[Saved data entries]
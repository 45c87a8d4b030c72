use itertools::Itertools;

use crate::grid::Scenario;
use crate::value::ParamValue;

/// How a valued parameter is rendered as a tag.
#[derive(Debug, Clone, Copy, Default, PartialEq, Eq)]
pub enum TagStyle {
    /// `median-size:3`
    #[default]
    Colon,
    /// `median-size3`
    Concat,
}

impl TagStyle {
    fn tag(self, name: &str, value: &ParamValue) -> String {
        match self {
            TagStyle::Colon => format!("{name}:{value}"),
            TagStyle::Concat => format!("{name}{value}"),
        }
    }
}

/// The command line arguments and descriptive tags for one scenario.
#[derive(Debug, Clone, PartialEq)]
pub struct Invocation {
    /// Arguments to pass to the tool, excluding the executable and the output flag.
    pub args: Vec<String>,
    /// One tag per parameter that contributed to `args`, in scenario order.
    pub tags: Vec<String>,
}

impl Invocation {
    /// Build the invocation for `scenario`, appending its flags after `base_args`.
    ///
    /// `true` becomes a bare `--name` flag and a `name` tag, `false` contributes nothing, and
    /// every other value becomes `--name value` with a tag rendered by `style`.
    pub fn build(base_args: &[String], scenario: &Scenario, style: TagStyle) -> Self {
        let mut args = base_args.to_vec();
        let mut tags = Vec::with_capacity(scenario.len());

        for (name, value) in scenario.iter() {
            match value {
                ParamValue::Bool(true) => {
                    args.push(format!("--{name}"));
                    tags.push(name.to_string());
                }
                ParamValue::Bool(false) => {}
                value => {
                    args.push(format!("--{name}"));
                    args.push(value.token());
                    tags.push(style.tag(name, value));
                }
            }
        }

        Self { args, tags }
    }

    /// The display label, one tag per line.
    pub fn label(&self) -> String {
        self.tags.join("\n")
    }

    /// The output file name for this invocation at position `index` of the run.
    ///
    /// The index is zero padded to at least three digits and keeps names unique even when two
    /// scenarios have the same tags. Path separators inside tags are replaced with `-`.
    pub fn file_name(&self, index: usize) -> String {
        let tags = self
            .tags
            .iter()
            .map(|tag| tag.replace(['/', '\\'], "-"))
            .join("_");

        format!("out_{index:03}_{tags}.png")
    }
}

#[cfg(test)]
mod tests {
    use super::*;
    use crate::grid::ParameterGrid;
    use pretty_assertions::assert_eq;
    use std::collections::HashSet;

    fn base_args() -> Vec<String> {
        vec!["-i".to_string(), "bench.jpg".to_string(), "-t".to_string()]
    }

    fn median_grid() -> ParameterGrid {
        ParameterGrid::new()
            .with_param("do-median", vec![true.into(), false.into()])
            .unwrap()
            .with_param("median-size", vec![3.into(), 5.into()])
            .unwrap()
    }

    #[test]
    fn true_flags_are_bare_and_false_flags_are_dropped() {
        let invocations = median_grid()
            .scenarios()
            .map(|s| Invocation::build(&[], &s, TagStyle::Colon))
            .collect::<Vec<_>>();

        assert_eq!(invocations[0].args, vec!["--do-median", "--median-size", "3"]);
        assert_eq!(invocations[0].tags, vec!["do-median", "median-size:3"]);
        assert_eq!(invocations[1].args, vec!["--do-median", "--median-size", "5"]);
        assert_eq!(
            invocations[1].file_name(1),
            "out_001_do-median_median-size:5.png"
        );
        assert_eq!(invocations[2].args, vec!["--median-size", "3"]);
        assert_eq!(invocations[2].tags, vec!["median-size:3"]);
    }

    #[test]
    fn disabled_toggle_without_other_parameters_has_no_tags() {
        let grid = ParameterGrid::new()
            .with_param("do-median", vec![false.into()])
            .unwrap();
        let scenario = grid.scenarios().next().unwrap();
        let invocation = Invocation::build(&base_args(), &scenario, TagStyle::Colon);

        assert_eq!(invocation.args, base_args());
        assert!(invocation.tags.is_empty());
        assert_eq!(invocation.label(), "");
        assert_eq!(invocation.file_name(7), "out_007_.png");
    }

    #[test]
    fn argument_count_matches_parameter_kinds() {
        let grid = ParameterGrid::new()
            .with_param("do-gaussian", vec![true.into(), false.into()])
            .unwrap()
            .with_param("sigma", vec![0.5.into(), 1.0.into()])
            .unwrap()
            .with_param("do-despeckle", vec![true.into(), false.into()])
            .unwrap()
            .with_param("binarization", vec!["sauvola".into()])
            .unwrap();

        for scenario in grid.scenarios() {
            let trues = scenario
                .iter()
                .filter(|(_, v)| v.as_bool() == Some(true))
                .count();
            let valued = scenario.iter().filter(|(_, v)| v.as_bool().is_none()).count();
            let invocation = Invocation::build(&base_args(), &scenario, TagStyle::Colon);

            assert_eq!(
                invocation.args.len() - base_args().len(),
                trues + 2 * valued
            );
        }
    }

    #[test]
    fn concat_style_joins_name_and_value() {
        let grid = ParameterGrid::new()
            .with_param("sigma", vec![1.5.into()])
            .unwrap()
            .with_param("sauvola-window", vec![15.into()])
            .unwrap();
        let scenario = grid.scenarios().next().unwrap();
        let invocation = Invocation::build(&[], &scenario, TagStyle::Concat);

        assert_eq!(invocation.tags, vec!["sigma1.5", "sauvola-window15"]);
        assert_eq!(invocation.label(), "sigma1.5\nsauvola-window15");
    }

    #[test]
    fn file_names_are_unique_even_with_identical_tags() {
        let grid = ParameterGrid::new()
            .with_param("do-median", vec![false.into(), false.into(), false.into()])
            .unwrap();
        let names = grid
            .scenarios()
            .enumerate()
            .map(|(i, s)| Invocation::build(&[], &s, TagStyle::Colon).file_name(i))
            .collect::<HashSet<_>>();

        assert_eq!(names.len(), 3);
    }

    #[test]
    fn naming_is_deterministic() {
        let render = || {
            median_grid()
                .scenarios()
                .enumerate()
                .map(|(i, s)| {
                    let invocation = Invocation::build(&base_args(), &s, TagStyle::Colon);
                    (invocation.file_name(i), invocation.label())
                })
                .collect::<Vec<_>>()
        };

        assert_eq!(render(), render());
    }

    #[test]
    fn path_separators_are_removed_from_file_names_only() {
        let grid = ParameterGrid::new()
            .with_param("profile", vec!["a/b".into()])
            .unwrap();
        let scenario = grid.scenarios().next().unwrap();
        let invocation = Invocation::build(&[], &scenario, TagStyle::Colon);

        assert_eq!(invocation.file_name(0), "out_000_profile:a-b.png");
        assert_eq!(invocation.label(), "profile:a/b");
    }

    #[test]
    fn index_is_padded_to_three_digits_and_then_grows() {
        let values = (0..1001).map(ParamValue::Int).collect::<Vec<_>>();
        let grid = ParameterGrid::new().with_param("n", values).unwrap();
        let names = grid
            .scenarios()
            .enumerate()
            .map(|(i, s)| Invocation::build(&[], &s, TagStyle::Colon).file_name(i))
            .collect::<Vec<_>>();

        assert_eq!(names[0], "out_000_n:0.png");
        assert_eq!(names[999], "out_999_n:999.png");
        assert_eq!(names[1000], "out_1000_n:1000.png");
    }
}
---
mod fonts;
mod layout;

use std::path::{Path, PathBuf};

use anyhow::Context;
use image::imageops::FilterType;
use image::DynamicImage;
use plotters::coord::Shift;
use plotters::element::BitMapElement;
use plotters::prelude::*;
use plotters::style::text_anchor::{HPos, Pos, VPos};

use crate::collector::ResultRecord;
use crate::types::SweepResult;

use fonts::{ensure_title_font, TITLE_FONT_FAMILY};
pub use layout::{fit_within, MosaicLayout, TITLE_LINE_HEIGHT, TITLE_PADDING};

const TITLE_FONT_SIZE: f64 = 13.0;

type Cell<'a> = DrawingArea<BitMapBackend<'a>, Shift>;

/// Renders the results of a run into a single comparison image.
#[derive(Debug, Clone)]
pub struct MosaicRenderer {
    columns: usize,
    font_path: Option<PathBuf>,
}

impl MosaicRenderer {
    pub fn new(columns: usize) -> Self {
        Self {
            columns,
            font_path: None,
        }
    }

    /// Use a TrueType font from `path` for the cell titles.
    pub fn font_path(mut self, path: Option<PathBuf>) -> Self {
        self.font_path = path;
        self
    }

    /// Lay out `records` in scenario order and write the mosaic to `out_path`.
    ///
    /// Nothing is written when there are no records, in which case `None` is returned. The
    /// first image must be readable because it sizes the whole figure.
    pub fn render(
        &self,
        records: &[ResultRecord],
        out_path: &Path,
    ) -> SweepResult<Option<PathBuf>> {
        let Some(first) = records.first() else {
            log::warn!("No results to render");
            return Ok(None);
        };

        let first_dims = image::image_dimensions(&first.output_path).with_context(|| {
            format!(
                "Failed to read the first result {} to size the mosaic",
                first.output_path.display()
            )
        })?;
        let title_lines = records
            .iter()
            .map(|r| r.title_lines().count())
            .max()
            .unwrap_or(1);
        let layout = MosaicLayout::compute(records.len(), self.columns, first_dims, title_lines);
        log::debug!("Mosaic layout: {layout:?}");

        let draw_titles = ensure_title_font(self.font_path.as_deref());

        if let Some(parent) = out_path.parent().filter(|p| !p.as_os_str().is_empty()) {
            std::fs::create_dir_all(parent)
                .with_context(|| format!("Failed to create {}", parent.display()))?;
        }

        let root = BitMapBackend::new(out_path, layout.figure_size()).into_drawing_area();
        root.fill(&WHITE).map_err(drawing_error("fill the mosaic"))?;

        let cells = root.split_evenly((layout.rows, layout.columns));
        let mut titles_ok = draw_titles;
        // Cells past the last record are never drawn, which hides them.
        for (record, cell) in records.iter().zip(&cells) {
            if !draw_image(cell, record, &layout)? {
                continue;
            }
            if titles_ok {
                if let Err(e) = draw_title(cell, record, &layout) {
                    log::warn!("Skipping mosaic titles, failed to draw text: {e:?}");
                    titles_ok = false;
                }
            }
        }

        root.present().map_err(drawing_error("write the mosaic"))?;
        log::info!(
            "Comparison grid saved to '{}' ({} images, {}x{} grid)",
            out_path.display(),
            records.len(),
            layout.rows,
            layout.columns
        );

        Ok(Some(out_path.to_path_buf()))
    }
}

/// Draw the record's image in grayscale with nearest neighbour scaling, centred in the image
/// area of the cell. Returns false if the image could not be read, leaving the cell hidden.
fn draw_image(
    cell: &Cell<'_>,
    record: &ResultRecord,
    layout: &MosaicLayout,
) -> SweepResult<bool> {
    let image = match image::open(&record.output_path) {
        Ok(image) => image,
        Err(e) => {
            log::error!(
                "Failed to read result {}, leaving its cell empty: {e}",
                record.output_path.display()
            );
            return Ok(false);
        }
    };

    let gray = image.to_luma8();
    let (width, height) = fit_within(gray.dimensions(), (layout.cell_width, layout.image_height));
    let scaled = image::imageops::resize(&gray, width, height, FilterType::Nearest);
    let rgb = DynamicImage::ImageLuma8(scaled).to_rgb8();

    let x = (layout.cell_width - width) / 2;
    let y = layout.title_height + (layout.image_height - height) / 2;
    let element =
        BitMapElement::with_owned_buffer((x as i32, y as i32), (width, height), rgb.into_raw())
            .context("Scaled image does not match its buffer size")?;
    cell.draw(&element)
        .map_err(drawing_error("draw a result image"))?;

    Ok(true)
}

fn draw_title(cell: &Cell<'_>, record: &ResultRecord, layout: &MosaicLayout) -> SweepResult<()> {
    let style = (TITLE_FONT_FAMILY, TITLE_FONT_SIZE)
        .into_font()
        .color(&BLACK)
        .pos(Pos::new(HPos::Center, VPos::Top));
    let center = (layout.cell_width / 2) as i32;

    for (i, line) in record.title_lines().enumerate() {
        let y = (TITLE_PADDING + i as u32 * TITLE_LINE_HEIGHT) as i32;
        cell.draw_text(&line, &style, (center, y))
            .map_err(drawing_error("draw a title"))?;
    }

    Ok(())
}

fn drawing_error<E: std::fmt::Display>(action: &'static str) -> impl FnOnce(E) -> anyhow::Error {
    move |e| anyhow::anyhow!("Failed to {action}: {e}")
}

TASK DESCRIPTION: Using the data above, repeat exactly the lines that begin at the line with "pub fn new(columns: usize)" and end at the line with "let draw_titles = ensure_title_font(self.font_path.as_deref());", both ends included.

WRITTEN RESPONSE:
    pub fn new(columns: usize) -> Self {
        Self {
            columns,
            font_path: None,
        }
    }

    /// Use a TrueType font from `path` for the cell titles.
    pub fn font_path(mut self, path: Option<PathBuf>) -> Self {
        self.font_path = path;
        self
    }

    /// Lay out `records` in scenario order and write the mosaic to `out_path`.
    ///
    /// Nothing is written when there are no records, in which case `None` is returned. The
    /// first image must be readable because it sizes the whole figure.
    pub fn render(
        &self,
        records: &[ResultRecord],
        out_path: &Path,
    ) -> SweepResult<Option<PathBuf>> {
        let Some(first) = records.first() else {
            log::warn!("No results to render");
            return Ok(None);
        };

        let first_dims = image::image_dimensions(&first.output_path).with_context(|| {
            format!(
                "Failed to read the first result {} to size the mosaic",
                first.output_path.display()
            )
        })?;
        let title_lines = records
            .iter()
            .map(|r| r.title_lines().count())
            .max()
            .unwrap_or(1);
        let layout = MosaicLayout::compute(records.len(), self.columns, first_dims, title_lines);
        log::debug!("Mosaic layout: {layout:?}");

        let draw_titles = ensure_title_font(self.font_path.as_deref());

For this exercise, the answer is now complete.